1. CMS Software Overview
         CMS Software (CMSSW) is an overall collection of software for the reconstruction and
analysis of data taken from the CMS detector. Following is a general description of the framework
interpreted by author, the CMSSW and all of its parts are best described in [1].
         A tool described here is based on the main idea of the CMSSW offline analysis process – a
system of workflows. Without going deep into details it is basically predefined configurations and
instructions given to the CMSSSW to handle different types of analysis tasks performed with data
collected by CMS experiment. There are a lot of different parts and modules for various tasks inside
the framework, but for the workflow system to function properly the most important of them are the
following three.
         cmsRun is a main executable of CMSSW event processing model, it manages the execution of
the framework modules which contain all the code for calibration, reconstruction, simulation etc. It is
configured at runtime by user’s job specific configuration file.
         cmsDriver is a tool to create production-solid configuration files from minimal command line
options.
          runTheMatrix.py contains standard workflows (series of cmsDriver commands) for each
release.

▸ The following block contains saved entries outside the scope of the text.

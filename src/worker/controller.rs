//! Runs one operation at a time on a background thread.

use std::sync::mpsc::Receiver;
use std::sync::{Arc, Mutex, PoisonError};
use std::thread::{self, JoinHandle};

use super::event::ProgressEvent;
use super::state::{Phase, RunSnapshot, RunState};
use crate::config::RuleSet;
use crate::engine::{
    ActionExecutor, CleanEngine, CommandRunner, FreedesktopTrash, Operation, PackageCache,
    Report, SystemCommandRunner, Trash,
};
use crate::error::{ReclaimError, Result};

/// Owns the run state and the worker thread.
///
/// Only one operation may be active; `start` while another is in flight
/// fails with [`ReclaimError::AlreadyRunning`] without touching any state.
pub struct WorkerController {
    state: Arc<RunState>,
    rule_set: RuleSet,
    trash: Arc<dyn Trash>,
    runner: Arc<dyn CommandRunner>,
    /// Most recent complete scan, consumed by the next clean
    last_scan: Arc<Mutex<Option<Report>>>,
    handle: Option<JoinHandle<Report>>,
}

impl WorkerController {
    pub fn new(rule_set: RuleSet) -> Self {
        Self {
            state: Arc::new(RunState::new()),
            rule_set,
            trash: Arc::new(FreedesktopTrash::new()),
            runner: Arc::new(SystemCommandRunner),
            last_scan: Arc::new(Mutex::new(None)),
            handle: None,
        }
    }

    pub fn with_trash(mut self, trash: Arc<dyn Trash>) -> Self {
        self.trash = trash;
        self
    }

    pub fn with_command_runner(mut self, runner: Arc<dyn CommandRunner>) -> Self {
        self.runner = runner;
        self
    }

    /// Receive progress events for every subsequent run.
    pub fn subscribe(&self) -> Receiver<ProgressEvent> {
        self.state.subscribe()
    }

    pub fn rule_set(&self) -> &RuleSet {
        &self.rule_set
    }

    /// Rules may be edited between runs; a running worker keeps its own copy.
    pub fn rule_set_mut(&mut self) -> &mut RuleSet {
        &mut self.rule_set
    }

    pub fn status(&self) -> RunSnapshot {
        self.state.snapshot()
    }

    pub fn phase(&self) -> Phase {
        self.state.phase()
    }

    /// Copy of the scan report the next clean will use.
    pub fn last_scan(&self) -> Option<Report> {
        self.last_scan
            .lock()
            .unwrap_or_else(PoisonError::into_inner)
            .clone()
    }

    /// Begin `operation` on a worker thread. Never blocks on filesystem work.
    pub fn start(&mut self, operation: Operation) -> Result<()> {
        self.state.begin(operation)?;

        let state = Arc::clone(&self.state);
        let rule_set = self.rule_set.clone();
        let trash = Arc::clone(&self.trash);
        let runner = Arc::clone(&self.runner);
        let last_scan = Arc::clone(&self.last_scan);

        let spawned = thread::Builder::new()
            .name(format!("reclaim-{}", operation))
            .spawn(move || {
                let report = run_operation(
                    operation,
                    &rule_set,
                    trash,
                    runner.as_ref(),
                    &last_scan,
                    &state,
                );
                state.finish(report.processed, report.cancelled);
                report
            });

        match spawned {
            Ok(handle) => {
                self.handle = Some(handle);
                Ok(())
            }
            Err(e) => {
                self.state.reset();
                Err(ReclaimError::Spawn(e))
            }
        }
    }

    pub fn pause(&self) -> bool {
        self.state.pause()
    }

    pub fn resume(&self) -> bool {
        self.state.resume()
    }

    pub fn cancel(&self) -> bool {
        self.state.cancel()
    }

    /// Wait for the worker to finish, reset to `Idle` and return its report.
    pub fn join(&mut self) -> Result<Report> {
        let handle = self.handle.take().ok_or(ReclaimError::NotStarted)?;
        let joined = handle.join();
        self.state.reset();
        joined.map_err(|_| ReclaimError::WorkerPanicked)
    }

    /// `start` followed by `join`.
    pub fn run_blocking(&mut self, operation: Operation) -> Result<Report> {
        self.start(operation)?;
        self.join()
    }
}

impl Drop for WorkerController {
    fn drop(&mut self) {
        if self.handle.is_some() {
            self.state.cancel();
            let _ = self.join();
        }
    }
}

fn run_operation(
    operation: Operation,
    rule_set: &RuleSet,
    trash: Arc<dyn Trash>,
    runner: &dyn CommandRunner,
    last_scan: &Mutex<Option<Report>>,
    state: &RunState,
) -> Report {
    let config = &rule_set.config;
    let engine = CleanEngine::new(ActionExecutor::new(trash, config.quarantine_root()));

    match operation {
        Operation::Scan => {
            let report = engine.scanner().scan(&rule_set.rules, config, state);
            let mut stored = last_scan.lock().unwrap_or_else(PoisonError::into_inner);
            *stored = if report.cancelled {
                None
            } else {
                Some(report.clone())
            };
            report
        }
        Operation::Clean => {
            let prior = last_scan
                .lock()
                .unwrap_or_else(PoisonError::into_inner)
                .take();
            if prior.is_some() {
                tracing::debug!("Cleaning matches of the previous scan");
            }
            engine.clean(prior, &rule_set.rules, config, state)
        }
        Operation::PurgePip | Operation::PurgeNpm => {
            let cache = match PackageCache::for_operation(operation) {
                Some(cache) => cache,
                None => return Report::new(operation),
            };
            engine.purge(cache, &cache.default_dirs(), runner, config, state)
        }
    }
}

#[cfg(test)]
mod tests {
    use super::*;
    use crate::config::{GlobalConfig, Rule};
    use crate::engine::NoTrash;
    use std::fs;
    use tempfile::TempDir;

    fn controller(tmp: &TempDir) -> WorkerController {
        let data = tmp.path().join("data");
        fs::create_dir_all(&data).unwrap();
        fs::write(data.join("a.log"), "aaa").unwrap();
        fs::write(data.join("b.log"), "bb").unwrap();

        let config = GlobalConfig {
            quarantine_root: Some(tmp.path().join("quarantine")),
            ..Default::default()
        };
        WorkerController::new(RuleSet::new(config, vec![Rule::new("data", data)]))
            .with_trash(Arc::new(NoTrash))
    }

    #[test]
    fn test_join_without_start() {
        let tmp = TempDir::new().unwrap();
        let mut controller = controller(&tmp);
        assert!(matches!(controller.join(), Err(ReclaimError::NotStarted)));
    }

    #[test]
    fn test_scan_then_join_resets_to_idle() {
        let tmp = TempDir::new().unwrap();
        let mut controller = controller(&tmp);

        let report = controller.run_blocking(Operation::Scan).unwrap();

        assert_eq!(report.total_matched(), 2);
        assert_eq!(controller.phase(), Phase::Idle);
        assert!(controller.last_scan().is_some());
    }

    #[test]
    fn test_clean_consumes_last_scan() {
        let tmp = TempDir::new().unwrap();
        let mut controller = controller(&tmp);
        controller.run_blocking(Operation::Scan).unwrap();

        let report = controller.run_blocking(Operation::Clean).unwrap();

        assert_eq!(report.total_simulated(), 2);
        assert!(controller.last_scan().is_none());
    }

    #[test]
    fn test_events_bracket_the_run() {
        let tmp = TempDir::new().unwrap();
        let mut controller = controller(&tmp);
        let rx = controller.subscribe();

        controller.run_blocking(Operation::Scan).unwrap();

        let events: Vec<ProgressEvent> = rx.try_iter().collect();
        assert!(matches!(
            events.first(),
            Some(ProgressEvent::PhaseChanged {
                phase: Phase::Running,
                ..
            })
        ));
        assert!(matches!(
            events.last(),
            Some(ProgressEvent::Finished {
                cancelled: false,
                ..
            })
        ));
    }

    #[test]
    fn test_controls_are_noops_when_idle() {
        let tmp = TempDir::new().unwrap();
        let controller = controller(&tmp);
        assert!(!controller.pause());
        assert!(!controller.resume());
        assert!(!controller.cancel());
    }
}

It is used for running a sequence of specific modules for the specific set of tasks based on the
workflow description.


                       Figure 1. A rough schema of CMSSW workflow dependencies


                        Figure 2. Example of the process tree running two workflows
        The simplified diagram of the workflow subset structure, shown in Figure , describes the
relation between workflow and the parts used in it.
        Workflow in this case is a predefined configuration, with specific unique id and name,
describing the way and execution order of the set of configuration files needed for specific task.
        Step file is a configuration file run during the workflow execution and is responsible for
configuring the specific parameter and handling of the files, usually root files, needed for the
workflow. Step file also defines libraries that had to be used during analysis and parameters given to
them.
        Library is a module compiled into a single loadable file by a CSMSW build tools and is
included during runtime to perform a specific task.
        Module is a set of configuration/analysis code that handles the specific analysis task. It defines
the data that had to be used, describes the tasks that had to be performed on this data and the output to
be produced as the result of processing this information (plots, datasets, etc.). It consists of the source
files written both in Python and C, which basically tell CMSSW what data to process and how to
process it.
        More details on CMS software are expounded in [2].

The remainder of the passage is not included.